Hey, all.

So, I live in Bismarck. You might not know that about me. I don’t tend to talk about myself all that much. But, anyway … you can really tell, here in Bismarck, when the Legislature is gone. I mean, God bless them all and the great work they do. Some of you reading this are legislators, and I applaud you for your efforts. But the air is somehow lighter, sunlight more restorative, the mood so much more pleasant, when you’re gone.

The Senate wrapped up first, at 10:04 p.m. Friday with a bang of the gavel from Lt. Gov. Brent Sanford, and then House Speaker Lawrence Klemin, (my dad’s former boss, because I’m trying to tell you all more about my life) copies Sanford’s approach about 10 minutes later with a gavel slam of his own.

Frankly, a few weird things happened during the closing days. Let’s get in the weeds for a little bit, then go enjoy that “spring” weather!

Teacher Licensure Bills

An amendment was offered late in the week on HB 1531, the “alternative license” bill that would allow individuals without a teaching license to teach non-core subjects with a permit, instead. We didn’t like this last-second change and felt that it weakened the bill in our eyes.

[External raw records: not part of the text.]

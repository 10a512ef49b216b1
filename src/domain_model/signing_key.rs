use std::fmt;

/// Symmetric HMAC key shared by token signing and verification.
#[derive(Clone)]
pub struct SigningKey(Vec<u8>);

impl SigningKey {
    pub fn new(bytes: impl Into<Vec<u8>>) -> Option<Self> {
        let bytes = bytes.into();
        if bytes.is_empty() {
            None
        } else {
            Some(SigningKey(bytes))
        }
    }

    pub fn as_bytes(&self) -> &[u8] {
        &self.0
    }
}

impl fmt::Debug for SigningKey {
    fn fmt(&self, f: &mut fmt::Formatter<'_>) -> fmt::Result {
        write!(f, "SigningKey(<{} bytes>)", self.0.len())
    }
}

We were able to help draft and support an amendment offered Friday in the final Office of Management and Budget (OMB) conference committee that added language saying that if a school were to hire someone, they would have to enroll them in the teacher-mentoring program at the expense of the district. This bill started as HB 1531, then SB 2265, amended in SB 2013 and finally again the amendment that we supported at the end found its “forever home” in SB 2015. So, yeah. Ran a mini-marathon, you could say.

SB 2006 – “Income Tax Elimination” Bill

More good news. The terrible idea to use Legacy Fund monies to “buy down” income taxes in our state was removed from SB 2006.

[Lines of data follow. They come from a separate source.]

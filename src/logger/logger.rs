use crate::settings::Log;
use anyhow::{Result, anyhow};
use tracing_subscriber::{
    EnvFilter, Registry, fmt, layer::SubscriberExt, reload, util::SubscriberInitExt,
};

pub struct LogConfig {
    pub filter: String,
}

impl From<&Log> for LogConfig {
    fn from(log: &Log) -> Self {
        LogConfig {
            filter: log.filter.clone(),
        }
    }
}

/// Global subscriber whose filter can be swapped once settings are loaded.
pub struct Logger {
    reload_handle: reload::Handle<EnvFilter, Registry>,
}

impl Logger {
    /// Install the subscriber at `info`, or `RUST_LOG` when set.
    pub fn new_bootstrap() -> Self {
        let filter = EnvFilter::try_from_default_env().unwrap_or_else(|_| EnvFilter::new("info"));
        let (filter, reload_handle) = reload::Layer::new(filter);

        tracing_subscriber::registry()
            .with(filter)
            .with(fmt::layer().with_target(false))
            .init();

        Self { reload_handle }
    }

    pub fn reload_from_config(&self, config: &LogConfig) -> Result<()> {
        let filter = EnvFilter::try_new(&config.filter).map_err(|e| anyhow!(e))?;
        self.reload_handle.reload(filter).map_err(|e| anyhow!(e))?;
        Ok(())
    }
}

I really want to make a reference to Game of Thrones here, and how, if you strike down the Night King, it also kills all the zombies that he created. But I don’t really watch the show. So, what I’m trying to say is that a bad idea died, came back to life, then the zombie idea died, too. At Winterfell.

NDPERS Funding Bill

As we covered the last two weeks, but the ND Public Employee Retirement System (PERS) funding bill, SB 2023, was going to eliminate a very important position in that office. In conference committee, we were also able to help PERS get that FTE restored, which a House appropriations sub-committee had taken out. That FTE was in charge of Medicare Part D, which provides prescription drugs for about 9,000 people in North Dakota, so we were very happy to see that restored.

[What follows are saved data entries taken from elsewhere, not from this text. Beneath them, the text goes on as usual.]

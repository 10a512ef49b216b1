use crate::domain_model::*;
use crate::domain_port::*;
use crate::logger::*;
use argon2::{Argon2, PasswordHash, PasswordVerifier};
use std::collections::HashMap;

/// Verifies secrets against Argon2 PHC hashes keyed by username.
#[derive(Debug, Default)]
pub struct Argon2CredentialVerifier {
    hashes: HashMap<String, String>,
}

impl Argon2CredentialVerifier {
    pub fn new<I, U, H>(hashes: I) -> Self
    where
        I: IntoIterator<Item = (U, H)>,
        U: Into<String>,
        H: Into<String>,
    {
        Argon2CredentialVerifier {
            hashes: hashes
                .into_iter()
                .map(|(u, h)| (u.into(), h.into()))
                .collect(),
        }
    }
}

#[async_trait::async_trait]
impl CredentialVerifier for Argon2CredentialVerifier {
    async fn verify(&self, credential: &Credential) -> bool {
        let Some(password_hash) = self.hashes.get(&credential.username) else {
            return false;
        };
        let parsed = match PasswordHash::new(password_hash) {
            Ok(parsed) => parsed,
            Err(e) => {
                warn!(username = %credential.username, "invalid PHC hash: {}", e);
                return false;
            }
        };

        match Argon2::default().verify_password(credential.secret.as_bytes(), &parsed) {
            Ok(_) => true,
            Err(argon2::password_hash::Error::Password) => false,
            Err(e) => {
                warn!(username = %credential.username, "verify error: {}", e);
                false
            }
        }
    }
}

SB 2172 – “Guns in Public Places” Bill

Remember last week, when we told you that SB 2172, which sought to allow individuals to attain a Class 1 “exempt” license and carry their guns into schools, universities, churches, public places, etc., had been amended to remove that license from the bill? It hadn’t gone back to the chambers for approval when we told you that. So it did, last Tuesday, and the Senate defeated it. Where’s my “buh bye” meme or gif when I need one?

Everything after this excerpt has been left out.